After the photo, what's next?
I take the photograph and I have a lot of sheets of acetate with
various size grids on them - diagonal, horizontal/vertical - and
I slide them around on top of the photograph and see how the rhythmic
beat of the squares fall on the image, and that usually determines
whether I want to do horizontal/vertical or diagonal. The number
of squares that it breaks down into will determine whether it's
a 9 foot painting, a 7 foot painting.
In Keith/Six Drawings, what did "random" mean in the title,
Random Fingerprint Version?
It means they were not organized in a grid. All the fingerprint
paintings are done without a grid.
You've lived in New York for 4 decades. How has the city changed?
It's a lot more expensive.

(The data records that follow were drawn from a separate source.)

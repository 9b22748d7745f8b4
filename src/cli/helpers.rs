//! Shared output helpers for CLI commands.

use console::{style, StyledObject};

use crate::confidence::ConfidenceSummary;
use crate::extract::{ExtractedFields, FieldValue};

pub fn success() -> StyledObject<&'static str> {
    style("✓").green()
}

pub fn error() -> StyledObject<&'static str> {
    style("✗").red()
}

pub fn warning() -> StyledObject<&'static str> {
    style("!").yellow()
}

fn value_or_dash(value: Option<&FieldValue>) -> String {
    match value {
        Some(v) => v.to_string(),
        None => style("-").dim().to_string(),
    }
}

/// Print extracted fields as an aligned list.
pub fn print_fields(fields: &ExtractedFields) {
    match fields {
        ExtractedFields::W2(_) => print_canonical(fields),
        ExtractedFields::BankStatement(bank) => {
            print_canonical(fields);

            println!();
            println!(
                "{} ({})",
                style("Transactions").bold(),
                bank.summary.transaction_count
            );
            for t in &bank.transactions {
                println!(
                    "  {:<12} {:<32} {:>12} {:>12}",
                    t.date.as_deref().unwrap_or("-"),
                    truncate(t.description.as_deref().unwrap_or("-"), 32),
                    t.amount.map(|a| a.to_string()).unwrap_or_else(|| "-".into()),
                    t.balance.map(|a| a.to_string()).unwrap_or_else(|| "-".into()),
                );
            }
            println!(
                "  {} deposits {}  withdrawals {}",
                style("→").dim(),
                style(bank.summary.total_deposits).green(),
                style(bank.summary.total_withdrawals).red()
            );
        }
        ExtractedFields::Generic(generic) => {
            println!("{}", style("Key/value pairs").bold());
            for pair in &generic.key_values {
                println!("  {:<40} {}", truncate(&pair.key, 40), pair.value);
            }
            println!();
            println!("{} {}", style("Tables:").bold(), generic.tables.len());
            for table in &generic.tables {
                println!(
                    "  {} {} rows",
                    style(&table.id).dim(),
                    table.rows.len()
                );
            }
            println!("{} {}", style("Lines:").bold(), generic.text.lines().count());
        }
    }
}

fn print_canonical(fields: &ExtractedFields) {
    let entries = fields.canonical_fields();
    let width = entries.iter().map(|(name, _)| name.len()).max().unwrap_or(0);
    for (name, value) in entries {
        let label = format!("{:<width$}", name, width = width);
        println!("  {}  {}", style(label).cyan(), value_or_dash(value));
    }
}

pub fn print_confidence(summary: &ConfidenceSummary) {
    if summary.no_data {
        println!("{} No confidence data", warning());
        return;
    }

    let s = &summary.overall;
    let quality = summary.quality.map(|q| q.as_str()).unwrap_or("-");
    println!(
        "{} mean {:.1}, median {:.1}, range {:.1}-{:.1}, p25/p75 {:.1}/{:.1}, sd {:.2} ({} values, {})",
        style("Confidence:").bold(),
        s.mean,
        s.median,
        s.min,
        s.max,
        s.p25,
        s.p75,
        s.std_dev,
        s.count,
        style(quality).cyan()
    );
    for (block_type, stats) in &summary.by_block_type {
        println!(
            "  {:<18} {:>5} blocks, mean {:.1} ({:.1}-{:.1})",
            block_type.as_str(),
            stats.count,
            stats.mean,
            stats.min,
            stats.max
        );
    }
}

/// Truncate to at most `max` characters, marking the cut with `…`.
pub fn truncate(s: &str, max: usize) -> String {
    if s.chars().count() <= max {
        s.to_string()
    } else {
        let cut: String = s.chars().take(max.saturating_sub(1)).collect();
        format!("{}…", cut)
    }
}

The city continues to be a magnet for
the best and the brightest that come here from all over the country
and all over the world. It's a very vital exciting community. The
artworld gobbles up people and spits them out the other end and
keeps chugging along. It's a very dynamic process, hard on the individual
artists but good for the artworld. I think in Europe there's a very
different attitude towards art--you're sort of given your whole
life to make your work, whereas here it's, what have you done lately.
There are certainly downsides to that, but I insulate myself from
it by following the kind of logical progress of the work, and so
if fashions change or attitudes change it doesn't seem to have much
effect. But it does make for a very dynamic artworld. And Europe
often seems sort of overly concerned with the weight of history
and stuff. We don't have much history here, so...[laughter]
So the pressure for something new creates a dynamism, but does
it also bulldoze over some art?
Oh yeah, sure...certainly when tastes change and fashion changes.
There's a kind of prevailing sensibility in any given moment in
time, so sometimes the artworld gravitates away from your issues
and then sometimes it will come back towards them. And you can either
choose to try and follow them, which isn't a very good idea, or
you can just sort of keep doing what you're doing and hope that
what you do and what the artworld wants intersect again.